A person purchased a slot machine and tested it by playing it 1,137 times. There are 10 different categories of outcomes, including no win, win jackpot, win with three bells, and so on. When testing the claim that the observed outcomes agree with the expected frequencies, the author obtained a test statistic of x2 = 11.517. Use a .10 significance level to test the claim that the actual outcomes agree with the expected frequencies.
What is the P-Value?

Answer 1

Answer:

$p_v= P(\chi^2_{9}>11.517)=0.2419$

And on this case if we see the significance level given $\alpha=0.1$ we see that $p_v>alpha$ so we fail to reject the null hypothesis that the observed outcomes agree with the expected frequencies at 10% of significance.

Step-by-step explanation:

A chi-square goodness of fit test determines if a sample data obtained fit to a specified population.
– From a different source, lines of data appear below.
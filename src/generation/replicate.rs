use super::{BackendError, ByteStream, ImageModel, ImageRequest, RawModelOutput};
use crate::config::ReplicateConfig;
use crate::http::{build_client, build_unbounded_client};
use async_trait::async_trait;
use futures_util::{StreamExt, stream};
use reqwest::{Client, RequestBuilder};
use serde::Deserialize;
use serde_json::{Value, json};
use std::{io, time::Duration};
use tokio::time::{Instant, sleep, timeout, timeout_at};
use tracing::{debug, info, warn};

/// Replicate predictions API. Image calls are never retried here: a second
/// attempt bills a second generation.
#[derive(Clone)]
pub struct ReplicateClient {
    api: Client,
    files: Client,
    config: ReplicateConfig,
}

#[derive(Debug, Deserialize)]
struct Prediction {
    id: String,
    status: String,
    #[serde(default)]
    output: Value,
    #[serde(default)]
    error: Option<Value>,
    #[serde(default)]
    urls: Option<PredictionUrls>,
}

#[derive(Debug, Deserialize)]
struct PredictionUrls {
    #[serde(default)]
    get: Option<String>,
}

impl Prediction {
    fn is_terminal(&self) -> bool {
        matches!(
            self.status.as_str(),
            "succeeded" | "failed" | "canceled" | "aborted"
        )
    }
}

impl ReplicateClient {
    pub fn new(config: ReplicateConfig, connect_timeout: Duration) -> Self {
        Self {
            api: build_client(Duration::from_secs(70), connect_timeout),
            files: build_unbounded_client(connect_timeout),
            config,
        }
    }

    fn authorize(&self, request: RequestBuilder) -> Result<RequestBuilder, BackendError> {
        let token = self
            .config
            .api_token
            .as_deref()
            .ok_or(BackendError::MissingCredentials("replicate"))?;
        Ok(request.bearer_auth(token))
    }

    async fn create_prediction(&self, request: &ImageRequest) -> Result<Prediction, BackendError> {
        let (url, body) = prediction_endpoint(&self.config.base_url, &request.model.id, request);
        let wait = self.config.generation_timeout.as_secs().clamp(1, 60);
        let response = self
            .authorize(self.api.post(url))?
            .header("Prefer", format!("wait={wait}"))
            .json(&body)
            .send()
            .await?;
        read_prediction(response).await
    }

    async fn refresh(&self, prediction: &Prediction) -> Result<Prediction, BackendError> {
        let url = prediction
            .urls
            .as_ref()
            .and_then(|urls| urls.get.clone())
            .unwrap_or_else(|| format!("{}/v1/predictions/{}", self.config.base_url, prediction.id));
        let response = self.authorize(self.api.get(url))?.send().await?;
        read_prediction(response).await
    }

    async fn run_to_completion(&self, request: &ImageRequest) -> Result<Prediction, BackendError> {
        let mut prediction = self.create_prediction(request).await?;
        info!(
            target = "studio.replicate",
            model = %request.model.id,
            prediction = %prediction.id,
            status = %prediction.status,
            "prediction_created"
        );
        while !prediction.is_terminal() {
            sleep(self.config.poll_interval).await;
            prediction = self.refresh(&prediction).await?;
            debug!(target = "studio.replicate", prediction = %prediction.id, status = %prediction.status, "prediction_polled");
        }
        Ok(prediction)
    }

    async fn into_raw(&self, output: Value, deadline: Instant) -> Result<RawModelOutput, BackendError> {
        if self.config.fetch_file_outputs
            && let Some(url) = file_output_url(&output)
        {
            return self.fetch_stream(&url, deadline).await;
        }
        Ok(RawModelOutput::from_json(output))
    }

    /// The download shares the prediction's deadline, including the body chunks
    /// drained later by the normalizer.
    async fn fetch_stream(&self, url: &str, deadline: Instant) -> Result<RawModelOutput, BackendError> {
        let mut request = self.files.get(url);
        if url.starts_with(&self.config.base_url) {
            request = self.authorize(request)?;
        }
        let limit = self.config.generation_timeout.as_secs();
        let response = timeout_at(deadline, request.send())
            .await
            .map_err(|_| BackendError::Timeout(format!("file output not received within {limit}s")))??;
        let status = response.status();
        if !status.is_success() {
            return Err(BackendError::Status {
                status: status.as_u16(),
                body: format!("fetching file output {url}"),
            });
        }
        let body = response
            .bytes_stream()
            .map(|chunk| chunk.map_err(|err| io::Error::other(err.without_url())));
        Ok(RawModelOutput::Stream(until_deadline(
            Box::pin(body),
            deadline,
            limit,
        )))
    }
}

#[async_trait]
impl ImageModel for ReplicateClient {
    async fn run(&self, request: ImageRequest) -> Result<RawModelOutput, BackendError> {
        let started = Instant::now();
        let deadline = self.config.generation_timeout;
        let prediction = timeout(deadline, self.run_to_completion(&request))
            .await
            .map_err(|_| {
                BackendError::Timeout(format!(
                    "{} did not finish within {}s",
                    request.model.id,
                    deadline.as_secs()
                ))
            })??;

        if prediction.status != "succeeded" {
            let detail = prediction
                .error
                .as_ref()
                .map(|value| match value {
                    Value::String(text) => text.clone(),
                    other => other.to_string(),
                })
                .unwrap_or_else(|| "no error detail".into());
            warn!(
                target = "studio.replicate",
                model = %request.model.id,
                prediction = %prediction.id,
                status = %prediction.status,
                %detail,
                "prediction_unsuccessful"
            );
            return Err(BackendError::Prediction {
                status: prediction.status,
                detail,
            });
        }

        info!(
            target = "studio.replicate",
            model = %request.model.id,
            prediction = %prediction.id,
            elapsed_ms = started.elapsed().as_millis() as u64,
            "prediction_succeeded"
        );
        self.into_raw(prediction.output, started + deadline).await
    }
}

/// Ends the stream with a `TimedOut` error if the body is still open at `deadline`.
fn until_deadline(body: ByteStream, deadline: Instant, limit_secs: u64) -> ByteStream {
    Box::pin(stream::unfold(Some(body), move |body| async move {
        let mut body = body?;
        match timeout_at(deadline, body.next()).await {
            Ok(Some(chunk)) => Some((chunk, Some(body))),
            Ok(None) => None,
            Err(_) => Some((
                Err(io::Error::new(
                    io::ErrorKind::TimedOut,
                    format!("file output download timeout after {limit_secs}s"),
                )),
                None,
            )),
        }
    }))
}

/// Versioned ids (`owner/name:version`) go to `/v1/predictions`, bare model
/// names to the model-scoped endpoint.
fn prediction_endpoint(base: &str, model: &str, request: &ImageRequest) -> (String, Value) {
    let input = Value::Object(request.to_input());
    match model.split_once(':') {
        Some((_, version)) => (
            format!("{base}/v1/predictions"),
            json!({ "version": version, "input": input }),
        ),
        None => (
            format!("{base}/v1/models/{model}/predictions"),
            json!({ "input": input }),
        ),
    }
}

fn file_output_url(output: &Value) -> Option<String> {
    let candidate = match output {
        Value::String(url) => Some(url.as_str()),
        Value::Array(items) => items.first().and_then(Value::as_str),
        _ => None,
    }?;
    candidate
        .starts_with("http")
        .then(|| candidate.to_string())
}

async fn read_prediction(response: reqwest::Response) -> Result<Prediction, BackendError> {
    let status = response.status();
    if !status.is_success() {
        let body = response.text().await.unwrap_or_default();
        return Err(BackendError::Status {
            status: status.as_u16(),
            body,
        });
    }
    response
        .json::<Prediction>()
        .await
        .map_err(|err| BackendError::InvalidResponse(err.to_string()))
}
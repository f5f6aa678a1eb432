//! Blob Sink: durable storage for generated bytes.
//!
//! Every stage that receives raw image bytes from a backend persists them here
//! and forwards only the returned URL. Object names combine a millisecond
//! timestamp with a random suffix, so concurrent runs never need to coordinate.

pub mod memory;
pub mod supabase;

use async_trait::async_trait;
use bytes::Bytes;
use chrono::Utc;
use rand::{Rng, distr::Alphanumeric};
use thiserror::Error;

pub use memory::MemoryBlobSink;
pub use supabase::SupabaseStorage;

#[derive(Debug, Error)]
pub enum StorageError {
    #[error("upload failed: {0}")]
    Upload(String),
    #[error("storage rejected object: HTTP {status}: {body}")]
    Rejected { status: u16, body: String },
}

#[async_trait]
pub trait BlobSink: Send + Sync {
    /// Persists `bytes` and returns a URL that is fetchable as soon as this returns.
    async fn store(
        &self,
        bytes: Bytes,
        content_type: &str,
        prefix: &str,
    ) -> Result<String, StorageError>;
}

/// `{namespace}/{prefix}-{unix_millis}-{suffix}.{ext}`
pub fn object_name(namespace: &str, prefix: &str, content_type: &str) -> String {
    let suffix: String = rand::rng()
        .sample_iter(&Alphanumeric)
        .take(13)
        .map(|b| char::from(b).to_ascii_lowercase())
        .collect();
    let prefix = sanitize_segment(prefix);
    format!(
        "{namespace}/{prefix}-{millis}-{suffix}.{ext}",
        namespace = namespace.trim_matches('/'),
        millis = Utc::now().timestamp_millis(),
        ext = extension_for(content_type),
    )
}

pub fn extension_for(content_type: &str) -> &'static str {
    match content_type
        .split(';')
        .next()
        .unwrap_or_default()
        .trim()
        .to_ascii_lowercase()
        .as_str()
    {
        "image/png" => "png",
        "image/jpeg" | "image/jpg" => "jpg",
        "image/webp" => "webp",
        "image/gif" => "gif",
        _ => "bin",
    }
}

fn sanitize_segment(value: &str) -> String {
    let cleaned: String = value
        .chars()
        .map(|ch| {
            if ch.is_ascii_alphanumeric() || ch == '-' || ch == '_' {
                ch.to_ascii_lowercase()
            } else {
                '-'
            }
        })
        .collect();
    let trimmed = cleaned.trim_matches('-');
    if trimmed.is_empty() {
        "object".to_string()
    } else {
        trimmed.to_string()
    }
}
//! Photography-domain pieces shared by the pipeline stages.

pub mod placement;
pub mod prompts;
pub mod style;

pub use placement::PlacementHint;
pub use style::StyleDescription;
$p_v$ represent the p value for the test

O= obserbed values

E= expected values

The system of hypothesis for this case are:

Null hypothesis: $O_i = E_i[/tex[Alternative hypothesis: [tex]O_i \neq E_i$

The statistic to check the hypothesis is given by:

$\chi^2 =\sum_{i=1}^n \frac{(O_i -E_i)^2}{E_i}$

On this case after calculate the statistic they got: $\chi^2 = 11.517$

And in order to calculate the p value we need to find first the degrees of freedom given by:

$df=n-1=10-1=9$, where k represent the number of levels (on this cas we have 10 categories)

And in order to calculate the p value we need to calculate the following probability:

$p_v= P(\chi^2_{9}>11.517)=0.2419$

And on this case if we see the significance level given $\alpha=0.1$ we see that $p_v>alpha$ so we fail to reject the null hypothesis that the observed outcomes agree with the expected frequencies at 10% of significance.